A condominium is created as a unit in a group of more than one unit/apartments that have come together under a not-for-profit association (Condominium Association) and registered with the government. In the case of New Jersey, the Master Deed and By-Laws for under 10 units and additionally, a Public Offering Statement for those numbering 10 and over are among the documents filed with the Department of Community Affairs and the county register.
Once the Condominium Association has been incorporated in the state, and the Master Deed recorded with the county, the units may be sold to individual buyers. At time of purchase, each unit owner receives an individual deed which is then recorded with the County Register.
The Condominium Association is then formed with a Board of Directors/Officers to run the day-to-day and year-to-year operations of the condominium. The unit owners own everything inside the four walls of their individual unit, and share the common areas such as the hallway, roof, basement and backyard with the other owners of the units in the building.
In addition, a unit may be granted exclusive limited rights to a particular common area. For instance, a penthouse may purchase the roof rights or a ground floor unit may be granted exclusive use of the deck or backyard. In such cases the unit owner is responsible for the maintenance and control of their specific limited element.
The unit owner is responsible to pay to the Condo Association a monthly maintenance fee, based on their percentage ownership of the building. This will include the the costs of upkeep of the common area as well general expenses including insurance, common utilities and management. Property taxes are paid by each individual unit owner.
Unlike a co-op, discussed below, the Board of the Condo Association does not have any determine approval of sales and purchases of the units.
Cooperative Apartments are similar yet different from the condominium.. Originally Co-ops began in New York City as a natural flow from Wall Street, the entire building is incorporated and people purchase stock in the cooperative corporation rather than buying the actual property.

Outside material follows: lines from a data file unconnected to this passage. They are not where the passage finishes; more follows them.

//! Line-of-sight gating over an injected world raycast.
//!
//! The engine does not know world geometry. The host supplies a
//! [`RaycastQuery`] (typically backed by its static block/collision data),
//! and this module wraps it with the one rule the detection loop relies
//! on: a zero-length ray is never blocked, so a target standing exactly at
//! the perceiver's eye cannot be occluded by floating-point noise.

use vigil_types::Vec3;
use vigil_types::math::DIRECTION_EPSILON;

/// A world line-of-sight query between two points.
///
/// Implementations should return `true` when any opaque static obstruction
/// lies strictly between `origin` and `target`. The engine calls this at
/// most once per target per tick, after the (cheaper) containment test has
/// passed.
pub trait RaycastQuery {
    /// Whether sight from `origin` to `target` is blocked.
    fn blocked(&self, origin: Vec3, target: Vec3) -> bool;
}

/// A raycast stub that never blocks. Useful in tests and open-air worlds.
#[derive(Debug, Clone, Copy, Default)]
pub struct AlwaysClear;

impl RaycastQuery for AlwaysClear {
    fn blocked(&self, _origin: Vec3, _target: Vec3) -> bool {
        false
    }
}

/// A raycast stub that always blocks. Useful in tests.
#[derive(Debug, Clone, Copy, Default)]
pub struct AlwaysBlocked;

impl RaycastQuery for AlwaysBlocked {
    fn blocked(&self, _origin: Vec3, _target: Vec3) -> bool {
        true
    }
}

/// Whether sight between two eye positions is blocked.
///
/// Short-circuits to "not blocked" for a degenerate zero-length ray, and
/// to "blocked" for non-finite endpoints (invalid geometry degrades to
/// not-visible rather than propagating NaN into the world query).
pub fn is_blocked(raycast: &dyn RaycastQuery, origin_eye: Vec3, target_eye: Vec3) -> bool {
    if !origin_eye.is_finite() || !target_eye.is_finite() {
        return true;
    }
    if origin_eye.distance_squared(target_eye) < DIRECTION_EPSILON * DIRECTION_EPSILON {
        return false;
    }
    raycast.blocked(origin_eye, target_eye)
}

#[cfg(test)]
#[allow(clippy::unwrap_used)]
mod tests {
    use super::*;

    #[test]
    fn zero_length_ray_is_never_blocked() {
        let eye = Vec3::new(1.0, 2.0, 3.0);
        assert!(!is_blocked(&AlwaysBlocked, eye, eye));
    }

    #[test]
    fn delegates_to_the_world_query() {
        let a = Vec3::ZERO;
        let b = Vec3::new(0.0, 0.0, 5.0);
        assert!(is_blocked(&AlwaysBlocked, a, b));
        assert!(!is_blocked(&AlwaysClear, a, b));
    }

    #[test]
    fn non_finite_endpoints_block() {
        let a = Vec3::ZERO;
        let b = Vec3::new(f64::INFINITY, 0.0, 0.0);
        assert!(is_blocked(&AlwaysClear, a, b));
    }
}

As shareholders in a corporation, co-op owners obtain a stock certificate and a proprietary lease instead of a Deed. The Shareholder/unit owner thus has a percentage share of the entire corporation by virtue of their purchased stock. The maintenance, which will also include their share of the property taxes for the entire building, is paid monthly by the unit owner and again is based on the owner’s percentage share of the corporation.
The cooperative board meets regularly to determine acceptance or rejection of potential purchasers of a unit. They may not arbitrarily discriminate against a potential buyer, but usually base their approval/disapproval decision on an extensive application and factors such as income, assets and debt to ensure that the potential buyer will be able to afford the monthly costs of the unit.